De plus, la prévention et la protection de l’enfance sont largement sous-dotées. De tous les départements monte un cri d’alarme : faute de moyens humains et financiers, au moins 3 335 mesures de placement ne sont pas exécutées, sans parler de celles qui le sont mal, ni plus généralement des problèmes de la jeunesse. Je pense en particulier à la santé psychique : le nombre de suicides commis par des jeunes explose dans notre pays ! Voilà ce à quoi il faudrait s’attaquer, y compris pour faire diminuer la violence. Mais c’est vrai, monsieur Attal,…
Mme Dominique Voynet
Il est parti se coucher !
Mme Elsa Faucillon
…quoi de mieux qu’un texte démagogique et simpliste pour répondre à un problème complexe ? Non seulement vous ne vous êtes pas attaqués aux vrais problèmes, mais vous avez acté à l’été 2024, alors que vous étiez premier ministre démissionnaire, la suppression de 500 postes du personnel socio-éducatif au sein de la protection judiciaire de la jeunesse.

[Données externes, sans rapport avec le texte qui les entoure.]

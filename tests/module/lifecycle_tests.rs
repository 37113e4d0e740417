//! Module lifecycle tests
//!
//! Bulk initialize/process through a reader and the at-most-once guarantees.

use std::sync::Arc;
use std::thread;

use modhost::module::{Hook, LifecycleState, ModuleReader, MODULE_CORE};
use modhost::ModuleError;

use super::test_utils::*;

#[test]
fn test_end_to_end_scan_load_process() {
    let fixture = ModuleTestFixture::new().unwrap();
    fixture.loader.register::<Quiet>("app::A");
    fixture.loader.register::<Tracked>("app::B");

    let root = fixture.root("core");
    write_module(&root, "A", Some("app"), "A");
    write_module(&root, "B", Some("app"), "B");

    let reader = fixture.reader(&root);
    reader
        .scan()
        .load_all_modules()
        .unwrap()
        .process_all_modules()
        .unwrap();

    assert_eq!(reader.modules().identifiers(), vec!["a", "b"]);
    for (_, module) in reader.modules().iter() {
        assert!(module.has_initialized());
        assert!(module.has_processed());
        assert_eq!(module.state(), LifecycleState::Processed);
    }
    assert_eq!(fixture.events().events(), vec!["b.on_init", "b.on_process"]);
}

#[test]
fn test_repeated_bulk_calls_fire_hooks_once() {
    let fixture = ModuleTestFixture::new().unwrap();
    fixture.loader.register::<Tracked>("Once");

    let root = fixture.root("core");
    write_module(&root, "Once", None, "Once");

    let reader = fixture.reader(&root);
    for _ in 0..3 {
        reader.scan().load_all_modules().unwrap();
        reader.process_all_modules().unwrap();
    }
    reader.get_module("once").unwrap().initialize().unwrap().process().unwrap();

    let events = fixture.events();
    assert_eq!(events.count("once.on_init"), 1);
    assert_eq!(events.count("once.on_process"), 1);
}

#[test]
fn test_process_without_load_initializes_first() {
    let fixture = ModuleTestFixture::new().unwrap();
    fixture.loader.register::<Tracked>("Eager");

    let root = fixture.root("core");
    write_module(&root, "Eager", None, "Eager");

    let reader = fixture.reader(&root);
    reader.process_all_modules().unwrap();

    let module = reader.get_module("eager").unwrap();
    assert!(module.has_initialized());
    assert!(module.has_processed());
    assert_eq!(fixture.events().events(), vec!["eager.on_init", "eager.on_process"]);
}

#[test]
fn test_unsatisfiable_hook_is_skipped() {
    let fixture = ModuleTestFixture::new().unwrap();
    fixture.loader.register::<Needy>("Needy");

    let root = fixture.root("core");
    write_module(&root, "Needy", None, "Needy");

    let reader = fixture.reader(&root);
    reader.load_all_modules().unwrap();

    let module = reader.get_module("needy").unwrap();
    assert!(module.declares(Hook::OnInit));
    assert!(module.has_initialized());
    assert_eq!(module.with_module(|m: &Needy| m.fired), Some(false));
}

#[test]
fn test_concurrent_lifecycle_calls_fire_hooks_once() {
    let fixture = ModuleTestFixture::new().unwrap();
    fixture.loader.register::<Tracked>("Hot");

    let root = fixture.root("core");
    write_module(&root, "Hot", None, "Hot");

    let registry = fixture.registry();
    let handles: Vec<_> = (0..8)
        .map(|_| {
            let reader = ModuleReader::new(&root, Arc::clone(&registry)).unwrap();
            thread::spawn(move || {
                reader.load_all_modules().unwrap();
                reader.process_all_modules().unwrap();
            })
        })
        .collect();
    for handle in handles {
        handle.join().unwrap();
    }

    let events = fixture.events();
    assert_eq!(events.count("hot.on_init"), 1);
    assert_eq!(events.count("hot.on_process"), 1);
}

#[test]
fn test_module_metadata_defaults() {
    let fixture = ModuleTestFixture::new().unwrap();
    fixture.loader.register::<Quiet>("Meta");

    let root = fixture.root("core");
    write_module(&root, "Meta", None, "Meta");

    let module = fixture.reader(&root).get_module("meta").unwrap();
    let metadata = module.metadata();
    assert_eq!(metadata.name, "Quiet");
    assert_eq!(module.qualified_type(), "Meta");
    assert_eq!(module.identifier().as_str(), "meta");
}

#[test]
fn test_hook_can_inspect_its_own_instance() {
    let fixture = ModuleTestFixture::new().unwrap();
    fixture.loader.register::<Introspective>("Mirror");

    let root = fixture.root("core");
    write_module(&root, "Mirror", None, "Mirror");

    let reader = fixture.reader(&root);
    fixture.container.set(MODULE_CORE, reader.clone());

    // Runs on a worker so a lock cycle fails the test instead of hanging it
    let (tx, rx) = std::sync::mpsc::channel();
    let worker = reader.clone();
    thread::spawn(move || {
        let outcome = worker.load_all_modules().map(|_| ());
        let _ = tx.send(outcome);
    });
    rx.recv_timeout(std::time::Duration::from_secs(5))
        .expect("load_all_modules did not return")
        .unwrap();

    assert_eq!(
        fixture.events().events(),
        vec![
            "metadata:Introspective",
            "state:Uninitialized",
            "declares:true",
            "summary:Uninitialized",
            "borrow:false",
            "reenter:true",
        ]
    );
    let module = reader.get_module("mirror").unwrap();
    assert!(module.has_initialized());
    assert!(module.with_module(|_: &Introspective| ()).is_some());
}

#[test]
fn test_panicking_hook_becomes_hook_failure() {
    let fixture = ModuleTestFixture::new().unwrap();
    fixture.loader.register::<Panicky>("Fragile");

    let root = fixture.root("core");
    write_module(&root, "Fragile", None, "Fragile");

    let reader = fixture.reader(&root);
    let err = reader.load_all_modules().unwrap_err();
    match err {
        ModuleError::HookFailed { identifier, hook, message } => {
            assert_eq!(identifier, "fragile");
            assert_eq!(hook, "on_init");
            assert!(message.contains("on_init blew up"));
        }
        other => panic!("unexpected error {:?}", other),
    }

    let module = reader.get_module("fragile").unwrap();
    assert!(!module.has_initialized());
    assert_eq!(module.state(), LifecycleState::Uninitialized);

    // The hook is retried on the next call and the instance is still usable
    assert!(module.initialize().is_err());
    assert_eq!(module.with_module(|m: &Panicky| m.attempts), Some(2));
}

Dans votre exposé des motifs, vous faites référence à une séquence particulièrement triste pour notre pays, qui a commencé par le meurtre d’un enfant, Nahel. Les discours politiques sur ce drame ont été émaillés de nombreux stéréotypes, pourtant démentis par les chiffres ministériels relatifs aux révoltes de juin 2023. Je relève aussi que, lorsque les enfants délinquants sont ceux de ministres, on plaint les parents ;…
M. Florent Boudié, président de la commission des lois constitutionnelles, de la législation et de l’administration générale de la République
Où avez-vous vu ça ?
Mme Elsa Faucillon
…lorsqu’il s’agit de familles populaires, on les fustige, au lieu de les accompagner. (Applaudissements sur les bancs du groupe LFI-NFP. – M. Hervé Saulignac et Mme Dominique Voynet applaudissent également.)
L’ordonnance de 1945, que vous ne cessez de démonter, était d’une modernité et d’une intelligence incroyables.
M. Hervé Saulignac
Elle a raison !
Mme Elsa Faucillon
Elle a permis de faire reculer la criminalité des jeunes. Vous scandez le mot de fermeté, alors que vous organisez l’inefficacité de la justice et la récidive. Vous instrumentalisez les drames – seulement certains, d’ailleurs, car les suicides survenus dans des foyers de l’ASE ne suscitent de votre part aucune réaction ; vous continuez sur la même lancée. Ne tentez pas de vous draper de responsabilité : face aux drames qui touchent les jeunesses de notre pays, vous êtes irresponsables !
J’espère vraiment que, de même que la commission a supprimé les articles 4 et 5 de la proposition de loi, nous en éliminerons, à la faveur de nos débats dans l’hémicycle, les dispositions non seulement démagogiques…
Mme Liliana Tanguy
C’est vous la démagogue ! Sur quoi vous fondez-vous ?
Mme Elsa Faucillon
…mais dangereuses pour les jeunesses de notre pays, c’est-à-dire les articles 1er, 2 et 3. Bien évidemment, le groupe de la Gauche démocrate et républicaine se battra contre ce texte, et votera contre. (Applaudissements sur les bancs des groupes GDR, LFI-NFP, SOC et EcoS.)